At times, it felt like that saying was specifically put into circulation just to invalidate all my experiences; and because of this, I spent a long time holding on to my resentment and anger from life events that had long since passed.
Getting too caught up in what’s fair and not fair can turn into a big time and energy waster. There is no perfect equation for luck, nor a direct correlation between effort and success.
“I’m a great believer in luck, and I find the harder I work, the more I have of it.”
Thomas Jefferson
Fairness in many ways is just a matter of perspective. Sometimes life has been good to you and sometimes it has not, and work on trying to find your own sense of peace and balance within that.
6. The Everyone is Better than You Complex
There’s a healthy form of comparison, and then there’s just plain old self-defeat.
It’s simply not possible that everyone else in the world is better than you, smarter than you, luckier than you, more talented than you, etc.
We all feel that twang of envy, but it shouldn’t stop you from continuing to work on your goals. Don’t let where others are or what they have achieved deflate you, instead, let it be the fuel that powers your motivation to close the gap between where you are and where you want to be.
7. Waiting for Your Life to Begin
This can also subtly manifest itself as what’s often termed as a ‘savior complex’ – whether it’s waiting for the right opportunity, or the right relationship, either way, it’s believing that your better life can only be found in some future circumstance that hasn’t yet arrived.
The problem with this line of thinking is that you want your life to change first, and then you’ll follow along, but rarely does it ever work out like that.
“Beware of Destination Addiction.
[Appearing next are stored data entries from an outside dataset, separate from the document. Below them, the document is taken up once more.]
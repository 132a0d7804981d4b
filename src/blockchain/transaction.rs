use ed25519_dalek::VerifyingKey;
use serde::{Deserialize, Serialize};
use thiserror::Error;

use std::fmt;

use super::canonical;
use super::crypto::{
    public_key_from_hex, verify_signature, Address, CryptoError, DigitalSignature, Wallet,
};

/// Errors that can occur during transaction operations
#[derive(Debug, Error, PartialEq, Eq)]
pub enum TransactionError {
    #[error("Invalid amount: {0}")]
    InvalidAmount(String),

    #[error("Invalid sender address: {0}")]
    InvalidSenderAddress(String),

    #[error("Invalid recipient address: {0}")]
    InvalidRecipientAddress(String),

    #[error("Malformed credentials: {0}")]
    Malformed(#[from] CryptoError),

    #[error("Unauthorized: {0}")]
    Authorization(String),

    #[error("Encoding error: {0}")]
    Encoding(String),
}

impl TransactionError {
    /// Whether the error rejects the signer rather than the input
    pub fn is_authorization(&self) -> bool {
        matches!(self, TransactionError::Authorization(_))
    }
}

/// An immutable value transfer intent
#[derive(Debug, Clone, PartialEq, Serialize, Deserialize)]
#[serde(try_from = "RawTransaction")]
pub struct Transaction {
    #[serde(rename = "sender_blockchain_address")]
    sender: Address,

    #[serde(rename = "recipient_blockchain_address")]
    recipient: Address,

    value: f32,
}

#[derive(Deserialize)]
struct RawTransaction {
    sender_blockchain_address: Address,
    recipient_blockchain_address: Address,
    value: f32,
}

impl TryFrom<RawTransaction> for Transaction {
    type Error = TransactionError;

    fn try_from(raw: RawTransaction) -> Result<Self, Self::Error> {
        Transaction::new(
            raw.sender_blockchain_address,
            raw.recipient_blockchain_address,
            raw.value,
        )
    }
}

impl Transaction {
    /// Creates a new transaction
    ///
    /// The value must be finite and non-negative. A zero value is accepted;
    /// whether it is useful is left to the node.
    pub fn new(sender: Address, recipient: Address, value: f32) -> Result<Self, TransactionError> {
        if !value.is_finite() {
            return Err(TransactionError::InvalidAmount(format!(
                "{} is not a finite number",
                value
            )));
        }

        if value < 0.0 {
            return Err(TransactionError::InvalidAmount(format!(
                "{} is negative",
                value
            )));
        }

        Ok(Transaction {
            sender,
            recipient,
            value,
        })
    }

    /// Creates a transaction from unparsed addresses, validating both
    pub fn from_raw(sender: &str, recipient: &str, value: f32) -> Result<Self, TransactionError> {
        let sender: Address = sender
            .parse()
            .map_err(|e: CryptoError| TransactionError::InvalidSenderAddress(e.to_string()))?;
        let recipient: Address = recipient
            .parse()
            .map_err(|e: CryptoError| TransactionError::InvalidRecipientAddress(e.to_string()))?;

        Self::new(sender, recipient, value)
    }

    pub fn sender(&self) -> &Address {
        &self.sender
    }

    pub fn recipient(&self) -> &Address {
        &self.recipient
    }

    pub fn value(&self) -> f32 {
        self.value
    }

    /// The bytes covered by a signature
    pub fn signing_payload(&self) -> Result<Vec<u8>, TransactionError> {
        canonical::encode_transaction(self).map_err(|e| TransactionError::Encoding(e.to_string()))
    }
}

impl fmt::Display for Transaction {
    fn fmt(&self, f: &mut fmt::Formatter<'_>) -> fmt::Result {
        writeln!(f, "{}", "-".repeat(40))?;
        writeln!(f, " sender_blockchain_address    {}", self.sender)?;
        writeln!(f, " recipient_blockchain_address {}", self.recipient)?;
        writeln!(f, " value                        {:.1}", self.value)
    }
}

/// A transaction together with the sender's public key and signature
#[derive(Debug, Clone)]
pub struct SignedTransaction {
    transaction: Transaction,
    sender_public_key: VerifyingKey,
    signature: DigitalSignature,
}

impl SignedTransaction {
    /// Assembles a signed transaction received from elsewhere; nothing is
    /// checked until [`SignedTransaction::verify`]
    pub fn new(
        transaction: Transaction,
        sender_public_key: VerifyingKey,
        signature: DigitalSignature,
    ) -> Self {
        SignedTransaction {
            transaction,
            sender_public_key,
            signature,
        }
    }

    /// Parses a hex encoded public key and signature
    pub fn from_parts(
        transaction: Transaction,
        sender_public_key: &str,
        signature: &str,
    ) -> Result<Self, TransactionError> {
        let sender_public_key = public_key_from_hex(sender_public_key)?;
        let signature: DigitalSignature = signature.parse()?;
        Ok(Self::new(transaction, sender_public_key, signature))
    }

    pub fn transaction(&self) -> &Transaction {
        &self.transaction
    }

    pub fn sender_public_key(&self) -> &VerifyingKey {
        &self.sender_public_key
    }

    pub fn signature(&self) -> &DigitalSignature {
        &self.signature
    }

    /// Checks that the public key owns the sender address and that the
    /// signature covers exactly this transaction
    pub fn verify(&self) -> Result<(), TransactionError> {
        let derived = Address::from_public_key(&self.sender_public_key);
        if &derived != self.transaction.sender() {
            return Err(TransactionError::Authorization(format!(
                "public key belongs to {}, not {}",
                derived,
                self.transaction.sender()
            )));
        }

        let payload = self.transaction.signing_payload()?;
        let valid = verify_signature(&payload, &self.signature, &self.sender_public_key)?;
        if !valid {
            return Err(TransactionError::Authorization(
                "signature does not match transaction".to_string(),
            ));
        }

        Ok(())
    }

    pub fn into_transaction(self) -> Transaction {
        self.transaction
    }
}

impl Wallet {
    /// Signs a transaction originated by this wallet
    pub fn sign_transaction(
        &self,
        transaction: Transaction,
    ) -> Result<SignedTransaction, TransactionError> {
        if transaction.sender() != self.address() {
            return Err(TransactionError::InvalidSenderAddress(format!(
                "wallet {} cannot sign for {}",
                self.address(),
                transaction.sender()
            )));
        }

        let signature = self.sign(&transaction.signing_payload()?);

        Ok(SignedTransaction::new(
            transaction,
            *self.public_key(),
            signature,
        ))
    }
}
A preoccupation with the idea that happiness is in the next place, the next job and with the next partner. Until you give up the idea that happiness is somewhere else, it will never be where you are.”
Robert Holden
I know it feels like when life shows up, you’ll be ready, but the thing is, life is here now, and the only way to truly live it is in the moment.
The more you wait for life to begin, the more it ends up just leaving you behind. Your better you isn’t waiting in a some future version of events, that person is already here now.
Recognizing self-sabotage is not meant to be used as a tool of self-blame, but rather as a means to gain a deeper understanding of ourselves and our true emotional needs.
Self-sabotage causes us to live below our true potential because of fear. By becoming more aware of our own destructive behavioral patterns, we can then begin to do the real inner work needed to free us from the things that keep us bound from experiencing the life we can truly create for ourselves.